▶ WORK TO COMPLETE
The data follows. Retype every entry exactly.

RECORDS SHOWN below:

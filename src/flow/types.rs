/// Core flow graph type definitions
///
/// Defines the tagged value union carried between nodes and the graph vertex
/// itself. Both are serialized/deserialized from the JSON graph description
/// stored with each workflow.

use crate::error::EvalError;
use chrono::{DateTime, Utc};
use serde::{Deserialize, Serialize};

/// A value flowing through the graph.
///
/// Sensor fields and node results are one of: IEEE-754 double, boolean,
/// string (enum values are strings constrained by a per-node list), or empty.
/// JSON numbers decode as floats, `null` as empty.
#[derive(Debug, Clone, PartialEq, Serialize, Deserialize)]
#[serde(untagged)]
pub enum Value {
    Bool(bool),
    Float(f64),
    Str(String),
    Empty,
}

impl Default for Value {
    fn default() -> Self {
        Value::Empty
    }
}

impl Value {
    /// Human-readable tag, used in type mismatch diagnostics.
    pub fn type_name(&self) -> &'static str {
        match self {
            Value::Bool(_) => "bool",
            Value::Float(_) => "float64",
            Value::Str(_) => "string",
            Value::Empty => "empty",
        }
    }

    pub fn as_float(&self) -> Result<f64, EvalError> {
        match self {
            Value::Float(f) => Ok(*f),
            other => Err(EvalError::Type {
                wanted: "float64",
                got: other.type_name(),
            }),
        }
    }

    pub fn as_bool(&self) -> Result<bool, EvalError> {
        match self {
            Value::Bool(b) => Ok(*b),
            other => Err(EvalError::Type {
                wanted: "bool",
                got: other.type_name(),
            }),
        }
    }

    pub fn as_str(&self) -> Result<&str, EvalError> {
        match self {
            Value::Str(s) => Ok(s),
            other => Err(EvalError::Type {
                wanted: "string",
                got: other.type_name(),
            }),
        }
    }

    /// Best-effort conversion from an arbitrary JSON value. Objects and
    /// arrays have no place in a node and map to empty.
    pub fn from_json(value: &serde_json::Value) -> Value {
        match value {
            serde_json::Value::Bool(b) => Value::Bool(*b),
            serde_json::Value::Number(n) => match n.as_f64() {
                Some(f) => Value::Float(f),
                None => Value::Empty,
            },
            serde_json::Value::String(s) => Value::Str(s.clone()),
            _ => Value::Empty,
        }
    }
}

impl From<&Value> for serde_json::Value {
    fn from(value: &Value) -> Self {
        match value {
            Value::Bool(b) => serde_json::Value::Bool(*b),
            Value::Float(f) => serde_json::Number::from_f64(*f)
                .map(serde_json::Value::Number)
                .unwrap_or(serde_json::Value::Null),
            Value::Str(s) => serde_json::Value::String(s.clone()),
            Value::Empty => serde_json::Value::Null,
        }
    }
}

/// A single vertex of the flow graph, decoded from the workflow JSON.
///
/// The key it is known by lives in the enclosing `flow` map. Runtime state
/// (`rev`, `changed`, `last_changed`) never round-trips through JSON.
#[derive(Debug, Clone, Serialize, Deserialize)]
pub struct FlowNode {
    /// External sensor identifier; required for input/output/send operators.
    #[serde(default, skip_serializing_if = "String::is_empty")]
    pub id: String,

    /// Field name inside a sensor payload, for input and output nodes.
    #[serde(default, skip_serializing_if = "String::is_empty")]
    pub name: String,

    /// Declared data type of the node's output value.
    #[serde(rename = "type", default, skip_serializing_if = "String::is_empty")]
    pub node_type: String,

    /// Operator name; must resolve in the registry.
    pub operator: String,

    /// Ordered keys of the nodes consumed as arguments.
    #[serde(default, skip_serializing_if = "Vec::is_empty")]
    pub inputs: Vec<String>,

    /// Auxiliary value table used by `select` and `send`.
    #[serde(default, skip_serializing_if = "Vec::is_empty")]
    pub values: Vec<String>,

    /// Range table used by `select`, entries shaped `"lo:hi"`.
    #[serde(default, skip_serializing_if = "Vec::is_empty")]
    pub condition: Vec<String>,

    /// Current value. Fixed at decode time for `const`, seeded by build for
    /// `input`, produced by compute for everything else.
    #[serde(default, alias = "ComputedValue")]
    pub computed_value: Value,

    /// Timestamp of the newest observation merged into this node (inputs only).
    #[serde(skip)]
    pub last_changed: Option<DateTime<Utc>>,

    /// Set by the `output` operator when the value it copies differs from the
    /// previously emitted one. The only signal used to decide emission.
    #[serde(skip)]
    pub changed: bool,

    /// Revision marker: build placement flag, then ingest freshness counter.
    #[serde(skip)]
    pub rev: u64,
}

End of RECORDS SHOWN.

▶ FINISHED TASK
filename src/flow/types.rs
/// Core flow graph type definitions
///
/// Defines the tagged value union carried between nodes and the graph vertex
/// itself. Both are serialized/deserialized from the JSON graph description
/// stored with each workflow.

use crate::error::EvalError;
use chrono::{DateTime, Utc};
use serde::{Deserialize, Serialize};

/// A value flowing through the graph.
///
/// Sensor fields and node results are one of: IEEE-754 double, boolean,
/// string (enum values are strings constrained by a per-node list), or empty.
/// JSON numbers decode as floats, `null` as empty.
#[derive(Debug, Clone, PartialEq, Serialize, Deserialize)]
#[serde(untagged)]
pub enum Value {
    Bool(bool),
    Float(f64),
    Str(String),
    Empty,
}

impl Default for Value {
    fn default() -> Self {
        Value::Empty
    }
}

impl Value {
    /// Human-readable tag, used in type mismatch diagnostics.
    pub fn type_name(&self) -> &'static str {
        match self {
            Value::Bool(_) => "bool",
            Value::Float(_) => "float64",
            Value::Str(_) => "string",
            Value::Empty => "empty",
        }
    }

    pub fn as_float(&self) -> Result<f64, EvalError> {
        match self {
            Value::Float(f) => Ok(*f),
            other => Err(EvalError::Type {
                wanted: "float64",
                got: other.type_name(),
            }),
        }
    }

    pub fn as_bool(&self) -> Result<bool, EvalError> {
        match self {
            Value::Bool(b) => Ok(*b),
            other => Err(EvalError::Type {
                wanted: "bool",
                got: other.type_name(),
            }),
        }
    }

    pub fn as_str(&self) -> Result<&str, EvalError> {
        match self {
            Value::Str(s) => Ok(s),
            other => Err(EvalError::Type {
                wanted: "string",
                got: other.type_name(),
            }),
        }
    }

    /// Best-effort conversion from an arbitrary JSON value. Objects and
    /// arrays have no place in a node and map to empty.
    pub fn from_json(value: &serde_json::Value) -> Value {
        match value {
            serde_json::Value::Bool(b) => Value::Bool(*b),
            serde_json::Value::Number(n) => match n.as_f64() {
                Some(f) => Value::Float(f),
                None => Value::Empty,
            },
            serde_json::Value::String(s) => Value::Str(s.clone()),
            _ => Value::Empty,
        }
    }
}

impl From<&Value> for serde_json::Value {
    fn from(value: &Value) -> Self {
        match value {
            Value::Bool(b) => serde_json::Value::Bool(*b),
            Value::Float(f) => serde_json::Number::from_f64(*f)
                .map(serde_json::Value::Number)
                .unwrap_or(serde_json::Value::Null),
            Value::Str(s) => serde_json::Value::String(s.clone()),
            Value::Empty => serde_json::Value::Null,
        }
    }
}

/// A single vertex of the flow graph, decoded from the workflow JSON.
///
/// The key it is known by lives in the enclosing `flow` map. Runtime state
/// (`rev`, `changed`, `last_changed`) never round-trips through JSON.
#[derive(Debug, Clone, Serialize, Deserialize)]
pub struct FlowNode {
    /// External sensor identifier; required for input/output/send operators.
    #[serde(default, skip_serializing_if = "String::is_empty")]
    pub id: String,

    /// Field name inside a sensor payload, for input and output nodes.
    #[serde(default, skip_serializing_if = "String::is_empty")]
    pub name: String,

    /// Declared data type of the node's output value.
    #[serde(rename = "type", default, skip_serializing_if = "String::is_empty")]
    pub node_type: String,

    /// Operator name; must resolve in the registry.
    pub operator: String,

    /// Ordered keys of the nodes consumed as arguments.
    #[serde(default, skip_serializing_if = "Vec::is_empty")]
    pub inputs: Vec<String>,

    /// Auxiliary value table used by `select` and `send`.
    #[serde(default, skip_serializing_if = "Vec::is_empty")]
    pub values: Vec<String>,

    /// Range table used by `select`, entries shaped `"lo:hi"`.
    #[serde(default, skip_serializing_if = "Vec::is_empty")]
    pub condition: Vec<String>,

    /// Current value. Fixed at decode time for `const`, seeded by build for
    /// `input`, produced by compute for everything else.
    #[serde(default, alias = "ComputedValue")]
    pub computed_value: Value,

    /// Timestamp of the newest observation merged into this node (inputs only).
    #[serde(skip)]
    pub last_changed: Option<DateTime<Utc>>,

    /// Set by the `output` operator when the value it copies differs from the
    /// previously emitted one. The only signal used to decide emission.
    #[serde(skip)]
    pub changed: bool,

    /// Revision marker: build placement flag, then ingest freshness counter.
    #[serde(skip)]
    pub rev: u64,
}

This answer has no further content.